* _YOUR TASK_
Below are records to be output exactly, every one of them.
(DATA UNDER STUDY begins)
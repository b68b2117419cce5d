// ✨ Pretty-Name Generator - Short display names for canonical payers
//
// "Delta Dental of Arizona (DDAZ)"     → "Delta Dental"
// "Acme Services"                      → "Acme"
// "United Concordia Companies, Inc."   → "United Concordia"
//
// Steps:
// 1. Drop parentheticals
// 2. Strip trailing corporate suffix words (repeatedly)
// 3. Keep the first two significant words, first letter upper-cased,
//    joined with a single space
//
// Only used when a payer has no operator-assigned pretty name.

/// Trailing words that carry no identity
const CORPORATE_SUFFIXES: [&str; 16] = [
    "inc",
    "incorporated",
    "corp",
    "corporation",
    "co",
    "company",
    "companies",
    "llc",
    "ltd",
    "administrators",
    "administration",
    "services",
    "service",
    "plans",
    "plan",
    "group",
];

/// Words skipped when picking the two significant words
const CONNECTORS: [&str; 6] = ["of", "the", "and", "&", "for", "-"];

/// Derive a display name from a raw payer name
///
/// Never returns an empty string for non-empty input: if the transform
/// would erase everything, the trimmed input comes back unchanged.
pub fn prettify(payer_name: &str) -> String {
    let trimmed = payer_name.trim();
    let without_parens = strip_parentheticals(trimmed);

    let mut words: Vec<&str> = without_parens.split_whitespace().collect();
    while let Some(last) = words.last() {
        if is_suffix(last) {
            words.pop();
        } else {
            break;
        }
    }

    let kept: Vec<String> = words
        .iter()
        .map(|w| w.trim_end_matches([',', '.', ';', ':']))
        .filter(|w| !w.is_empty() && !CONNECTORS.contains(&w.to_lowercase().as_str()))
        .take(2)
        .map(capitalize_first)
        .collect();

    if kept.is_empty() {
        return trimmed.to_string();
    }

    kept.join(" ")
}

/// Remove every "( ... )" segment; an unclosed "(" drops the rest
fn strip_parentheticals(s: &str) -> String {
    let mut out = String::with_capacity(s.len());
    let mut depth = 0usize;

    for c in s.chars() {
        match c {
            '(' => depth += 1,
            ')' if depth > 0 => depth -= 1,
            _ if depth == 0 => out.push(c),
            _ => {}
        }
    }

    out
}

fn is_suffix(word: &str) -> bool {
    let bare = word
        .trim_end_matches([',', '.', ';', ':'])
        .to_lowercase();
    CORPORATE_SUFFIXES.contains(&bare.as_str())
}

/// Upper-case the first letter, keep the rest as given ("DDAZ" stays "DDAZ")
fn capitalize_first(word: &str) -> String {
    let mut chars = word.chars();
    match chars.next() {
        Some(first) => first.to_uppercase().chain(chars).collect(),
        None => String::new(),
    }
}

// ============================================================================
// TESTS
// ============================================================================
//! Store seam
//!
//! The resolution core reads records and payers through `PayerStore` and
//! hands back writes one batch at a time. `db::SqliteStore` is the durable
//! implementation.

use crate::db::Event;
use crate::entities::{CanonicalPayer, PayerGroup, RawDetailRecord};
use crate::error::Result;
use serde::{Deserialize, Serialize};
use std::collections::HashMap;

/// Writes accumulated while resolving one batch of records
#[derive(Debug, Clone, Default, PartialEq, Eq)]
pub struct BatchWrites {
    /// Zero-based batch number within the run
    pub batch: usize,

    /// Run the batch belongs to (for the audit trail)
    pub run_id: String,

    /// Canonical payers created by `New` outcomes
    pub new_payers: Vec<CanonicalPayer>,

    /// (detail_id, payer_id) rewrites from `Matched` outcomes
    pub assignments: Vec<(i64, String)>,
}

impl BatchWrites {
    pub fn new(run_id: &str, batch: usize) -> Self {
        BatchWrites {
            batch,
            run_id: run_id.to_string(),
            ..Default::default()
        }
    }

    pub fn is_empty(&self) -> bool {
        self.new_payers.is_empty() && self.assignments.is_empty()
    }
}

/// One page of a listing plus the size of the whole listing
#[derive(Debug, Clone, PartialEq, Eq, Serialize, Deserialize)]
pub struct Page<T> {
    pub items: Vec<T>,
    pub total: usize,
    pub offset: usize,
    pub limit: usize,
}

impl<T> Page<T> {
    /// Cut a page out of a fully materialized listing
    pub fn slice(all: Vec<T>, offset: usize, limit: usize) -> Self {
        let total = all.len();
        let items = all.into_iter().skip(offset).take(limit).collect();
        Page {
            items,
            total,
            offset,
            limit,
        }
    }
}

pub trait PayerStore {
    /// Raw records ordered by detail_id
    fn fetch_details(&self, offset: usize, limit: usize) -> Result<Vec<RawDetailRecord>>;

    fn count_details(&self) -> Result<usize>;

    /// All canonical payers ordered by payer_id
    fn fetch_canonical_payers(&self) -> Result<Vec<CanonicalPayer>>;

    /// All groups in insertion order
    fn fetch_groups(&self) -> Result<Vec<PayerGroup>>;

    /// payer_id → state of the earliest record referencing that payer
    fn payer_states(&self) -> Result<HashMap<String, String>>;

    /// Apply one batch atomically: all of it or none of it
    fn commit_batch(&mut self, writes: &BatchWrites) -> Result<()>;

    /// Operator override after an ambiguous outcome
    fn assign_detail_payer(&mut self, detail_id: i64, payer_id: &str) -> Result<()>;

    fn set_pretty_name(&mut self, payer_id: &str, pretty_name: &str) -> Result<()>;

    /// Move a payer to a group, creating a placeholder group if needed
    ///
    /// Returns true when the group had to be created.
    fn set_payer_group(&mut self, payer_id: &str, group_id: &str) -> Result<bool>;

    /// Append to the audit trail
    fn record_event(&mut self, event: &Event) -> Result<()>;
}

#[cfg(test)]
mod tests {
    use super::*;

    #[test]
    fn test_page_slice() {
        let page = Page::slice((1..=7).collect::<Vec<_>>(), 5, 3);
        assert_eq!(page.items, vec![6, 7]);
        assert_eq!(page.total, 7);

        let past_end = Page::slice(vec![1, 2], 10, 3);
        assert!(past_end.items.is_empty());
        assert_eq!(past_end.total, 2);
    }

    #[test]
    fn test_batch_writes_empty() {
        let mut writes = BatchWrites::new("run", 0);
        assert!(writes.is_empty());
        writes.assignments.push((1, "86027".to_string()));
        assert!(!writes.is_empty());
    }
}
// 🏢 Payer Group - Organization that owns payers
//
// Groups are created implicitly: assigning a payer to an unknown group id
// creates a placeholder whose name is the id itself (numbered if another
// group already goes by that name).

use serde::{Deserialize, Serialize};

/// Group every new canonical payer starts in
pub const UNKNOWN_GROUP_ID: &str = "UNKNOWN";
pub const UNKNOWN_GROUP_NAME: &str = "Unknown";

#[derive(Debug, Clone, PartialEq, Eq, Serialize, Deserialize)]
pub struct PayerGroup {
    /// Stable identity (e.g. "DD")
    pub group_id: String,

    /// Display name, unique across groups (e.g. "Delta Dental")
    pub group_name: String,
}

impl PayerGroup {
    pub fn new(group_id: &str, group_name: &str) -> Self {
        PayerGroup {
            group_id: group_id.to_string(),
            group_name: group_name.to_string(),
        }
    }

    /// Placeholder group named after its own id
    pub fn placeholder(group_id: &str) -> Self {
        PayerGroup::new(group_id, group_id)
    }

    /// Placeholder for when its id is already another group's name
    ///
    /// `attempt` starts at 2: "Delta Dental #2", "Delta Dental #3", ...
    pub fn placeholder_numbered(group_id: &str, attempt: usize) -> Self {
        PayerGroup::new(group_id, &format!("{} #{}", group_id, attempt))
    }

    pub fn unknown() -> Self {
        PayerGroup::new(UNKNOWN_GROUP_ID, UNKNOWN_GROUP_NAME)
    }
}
(DATA UNDER STUDY ends)
* _ANSWER SECTION_
repository b68b2117419cce5d
// ✨ Pretty-Name Generator - Short display names for canonical payers
//
// "Delta Dental of Arizona (DDAZ)"     → "Delta Dental"
// "Acme Services"                      → "Acme"
// "United Concordia Companies, Inc."   → "United Concordia"
//
// Steps:
// 1. Drop parentheticals
// 2. Strip trailing corporate suffix words (repeatedly)
// 3. Keep the first two significant words, first letter upper-cased,
//    joined with a single space
//
// Only used when a payer has no operator-assigned pretty name.

/// Trailing words that carry no identity
const CORPORATE_SUFFIXES: [&str; 16] = [
    "inc",
    "incorporated",
    "corp",
    "corporation",
    "co",
    "company",
    "companies",
    "llc",
    "ltd",
    "administrators",
    "administration",
    "services",
    "service",
    "plans",
    "plan",
    "group",
];

/// Words skipped when picking the two significant words
const CONNECTORS: [&str; 6] = ["of", "the", "and", "&", "for", "-"];

/// Derive a display name from a raw payer name
///
/// Never returns an empty string for non-empty input: if the transform
/// would erase everything, the trimmed input comes back unchanged.
pub fn prettify(payer_name: &str) -> String {
    let trimmed = payer_name.trim();
    let without_parens = strip_parentheticals(trimmed);

    let mut words: Vec<&str> = without_parens.split_whitespace().collect();
    while let Some(last) = words.last() {
        if is_suffix(last) {
            words.pop();
        } else {
            break;
        }
    }

    let kept: Vec<String> = words
        .iter()
        .map(|w| w.trim_end_matches([',', '.', ';', ':']))
        .filter(|w| !w.is_empty() && !CONNECTORS.contains(&w.to_lowercase().as_str()))
        .take(2)
        .map(capitalize_first)
        .collect();

    if kept.is_empty() {
        return trimmed.to_string();
    }

    kept.join(" ")
}

/// Remove every "( ... )" segment; an unclosed "(" drops the rest
fn strip_parentheticals(s: &str) -> String {
    let mut out = String::with_capacity(s.len());
    let mut depth = 0usize;

    for c in s.chars() {
        match c {
            '(' => depth += 1,
            ')' if depth > 0 => depth -= 1,
            _ if depth == 0 => out.push(c),
            _ => {}
        }
    }

    out
}

fn is_suffix(word: &str) -> bool {
    let bare = word
        .trim_end_matches([',', '.', ';', ':'])
        .to_lowercase();
    CORPORATE_SUFFIXES.contains(&bare.as_str())
}

/// Upper-case the first letter, keep the rest as given ("DDAZ" stays "DDAZ")
fn capitalize_first(word: &str) -> String {
    let mut chars = word.chars();
    match chars.next() {
        Some(first) => first.to_uppercase().chain(chars).collect(),
        None => String::new(),
    }
}

// ============================================================================
// TESTS
// ============================================================================
//! Store seam
//!
//! The resolution core reads records and payers through `PayerStore` and
//! hands back writes one batch at a time. `db::SqliteStore` is the durable
//! implementation.

use crate::db::Event;
use crate::entities::{CanonicalPayer, PayerGroup, RawDetailRecord};
use crate::error::Result;
use serde::{Deserialize, Serialize};
use std::collections::HashMap;

/// Writes accumulated while resolving one batch of records
#[derive(Debug, Clone, Default, PartialEq, Eq)]
pub struct BatchWrites {
    /// Zero-based batch number within the run
    pub batch: usize,

    /// Run the batch belongs to (for the audit trail)
    pub run_id: String,

    /// Canonical payers created by `New` outcomes
    pub new_payers: Vec<CanonicalPayer>,

    /// (detail_id, payer_id) rewrites from `Matched` outcomes
    pub assignments: Vec<(i64, String)>,
}

impl BatchWrites {
    pub fn new(run_id: &str, batch: usize) -> Self {
        BatchWrites {
            batch,
            run_id: run_id.to_string(),
            ..Default::default()
        }
    }

    pub fn is_empty(&self) -> bool {
        self.new_payers.is_empty() && self.assignments.is_empty()
    }
}

/// One page of a listing plus the size of the whole listing
#[derive(Debug, Clone, PartialEq, Eq, Serialize, Deserialize)]
pub struct Page<T> {
    pub items: Vec<T>,
    pub total: usize,
    pub offset: usize,
    pub limit: usize,
}

impl<T> Page<T> {
    /// Cut a page out of a fully materialized listing
    pub fn slice(all: Vec<T>, offset: usize, limit: usize) -> Self {
        let total = all.len();
        let items = all.into_iter().skip(offset).take(limit).collect();
        Page {
            items,
            total,
            offset,
            limit,
        }
    }
}

pub trait PayerStore {
    /// Raw records ordered by detail_id
    fn fetch_details(&self, offset: usize, limit: usize) -> Result<Vec<RawDetailRecord>>;

    fn count_details(&self) -> Result<usize>;

    /// All canonical payers ordered by payer_id
    fn fetch_canonical_payers(&self) -> Result<Vec<CanonicalPayer>>;

    /// All groups in insertion order
    fn fetch_groups(&self) -> Result<Vec<PayerGroup>>;

    /// payer_id → state of the earliest record referencing that payer
    fn payer_states(&self) -> Result<HashMap<String, String>>;

    /// Apply one batch atomically: all of it or none of it
    fn commit_batch(&mut self, writes: &BatchWrites) -> Result<()>;

    /// Operator override after an ambiguous outcome
    fn assign_detail_payer(&mut self, detail_id: i64, payer_id: &str) -> Result<()>;

    fn set_pretty_name(&mut self, payer_id: &str, pretty_name: &str) -> Result<()>;

    /// Move a payer to a group, creating a placeholder group if needed
    ///
    /// Returns true when the group had to be created.
    fn set_payer_group(&mut self, payer_id: &str, group_id: &str) -> Result<bool>;

    /// Append to the audit trail
    fn record_event(&mut self, event: &Event) -> Result<()>;
}

#[cfg(test)]
mod tests {
    use super::*;

    #[test]
    fn test_page_slice() {
        let page = Page::slice((1..=7).collect::<Vec<_>>(), 5, 3);
        assert_eq!(page.items, vec![6, 7]);
        assert_eq!(page.total, 7);

        let past_end = Page::slice(vec![1, 2], 10, 3);
        assert!(past_end.items.is_empty());
        assert_eq!(past_end.total, 2);
    }

    #[test]
    fn test_batch_writes_empty() {
        let mut writes = BatchWrites::new("run", 0);
        assert!(writes.is_empty());
        writes.assignments.push((1, "86027".to_string()));
        assert!(!writes.is_empty());
    }
}
// 🏢 Payer Group - Organization that owns payers
//
// Groups are created implicitly: assigning a payer to an unknown group id
// creates a placeholder whose name is the id itself (numbered if another
// group already goes by that name).

use serde::{Deserialize, Serialize};

/// Group every new canonical payer starts in
pub const UNKNOWN_GROUP_ID: &str = "UNKNOWN";
pub const UNKNOWN_GROUP_NAME: &str = "Unknown";

#[derive(Debug, Clone, PartialEq, Eq, Serialize, Deserialize)]
pub struct PayerGroup {
    /// Stable identity (e.g. "DD")
    pub group_id: String,

    /// Display name, unique across groups (e.g. "Delta Dental")
    pub group_name: String,
}

impl PayerGroup {
    pub fn new(group_id: &str, group_name: &str) -> Self {
        PayerGroup {
            group_id: group_id.to_string(),
            group_name: group_name.to_string(),
        }
    }

    /// Placeholder group named after its own id
    pub fn placeholder(group_id: &str) -> Self {
        PayerGroup::new(group_id, group_id)
    }

    /// Placeholder for when its id is already another group's name
    ///
    /// `attempt` starts at 2: "Delta Dental #2", "Delta Dental #3", ...
    pub fn placeholder_numbered(group_id: &str, attempt: usize) -> Self {
        PayerGroup::new(group_id, &format!("{} #{}", group_id, attempt))
    }

    pub fn unknown() -> Self {
        PayerGroup::new(UNKNOWN_GROUP_ID, UNKNOWN_GROUP_NAME)
    }
}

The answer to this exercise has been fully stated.